What does the word “confidence” mean to you? Confidence is waking up in the morning and knowing where I’m going. Every night, I set out a schedule for myself with both short and long-term plans. Then I write out a paper schedule for myself that goes through my day with all my obligations, such as school, projects and work. Making time for myself is something I don’t often do. Confidence for me is really being where I need to be, when I’m there.
Left: “Lady Silence.” The small dot towards the bottom was given to Joey by his recently deceased Lolo (grandfather). Out of over thirty tattoos, this one is his favorite. Middle: “Jean Valjean.” Right: “Lady Flight.”
In what ways do you feel like you “rebel against” what society wants you to wear? I’m in a MBA business program. When I showed up on my first day at my internship over the summer, I wore brown dress pants; a tan, collared shirt; and a green tie. One way you could put that is “Joe, you don’t know how to dress professionally!” I go to school/work, and I just wear what I want to wear, and I make myself professional.

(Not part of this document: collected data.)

//! Dependency initialization and wiring for the legacy import.

use std::sync::Arc;

use legacy_import_repository::{MemoryDocumentStore, MongoConnector, StoreConnector};
use tracing::{info, warn};

use super::ImportConfig;
use crate::consumer::{SnapshotFile, SnapshotSource};
use crate::orchestrator::Orchestrator;
use crate::processor::ImportProfile;

/// Container for all initialized dependencies.
pub struct Dependencies {
    /// The configured orchestrator ready to run.
    pub orchestrator: Orchestrator,
    /// The configuration the dependencies were built from.
    pub config: ImportConfig,
}

impl Dependencies {
    /// Initialize all dependencies from environment variables.
    ///
    /// See [`ImportConfig::from_env`] for the variables read.
    pub fn new(profile: ImportProfile) -> Self {
        Self::from_config(ImportConfig::from_env(), profile)
    }

    /// Wire the orchestrator for an explicit configuration.
    ///
    /// Nothing connects here; the store connection is opened when the run
    /// starts so that a connection failure is reported by the run itself.
    pub fn from_config(config: ImportConfig, profile: ImportProfile) -> Self {
        let connector: Arc<dyn StoreConnector> = if config.dry_run {
            warn!("Dry run: documents are written to an in-memory store and discarded");
            Arc::new(Arc::new(MemoryDocumentStore::new()))
        } else {
            Arc::new(MongoConnector::new(config.store.clone()))
        };

        let source: Arc<dyn SnapshotSource> = Arc::new(SnapshotFile::new(&config.snapshot_path));

        info!(
            profile = %profile,
            target = %connector.target(),
            snapshot = %source.describe(),
            dry_run = config.dry_run,
            "Initializing dependencies"
        );

        let orchestrator = Orchestrator::new(connector, source, profile);

        Self {
            orchestrator,
            config,
        }
    }
}

#[cfg(test)]
mod tests {
    use super::*;
    use crate::orchestrator::RunState;
    use std::path::PathBuf;

    #[tokio::test]
    async fn test_dry_run_imports_into_memory() {
        let dir = tempfile::tempdir().unwrap();
        let path = dir.path().join("export.json");
        tokio::fs::write(
            &path,
            r#"[{"type":"table","name":"country","data":[{"id":"1","name":"India"}]}]"#,
        )
        .await
        .unwrap();

        let config = ImportConfig {
            snapshot_path: PathBuf::from(&path),
            dry_run: true,
            ..ImportConfig::default()
        };
        let mut deps = Dependencies::from_config(config, ImportProfile::Essential);

        let summary = deps.orchestrator.run().await.unwrap();

        assert_eq!(summary.total_inserted(), 1);
        assert_eq!(deps.orchestrator.state(), RunState::Disconnected);
    }
}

What are your thoughts on allowing tattoos in the workplace? I think of it in terms of branding. Are your tattoos on brand with the business? If you work at Voodoo Doughnut or an underground restaurant, then you can expect tattoos will be there. If you work at a bank, you don’t expect someone to be heavily tattooed. It’s really interesting that way, but people dress according to the expectations that are set by different environments.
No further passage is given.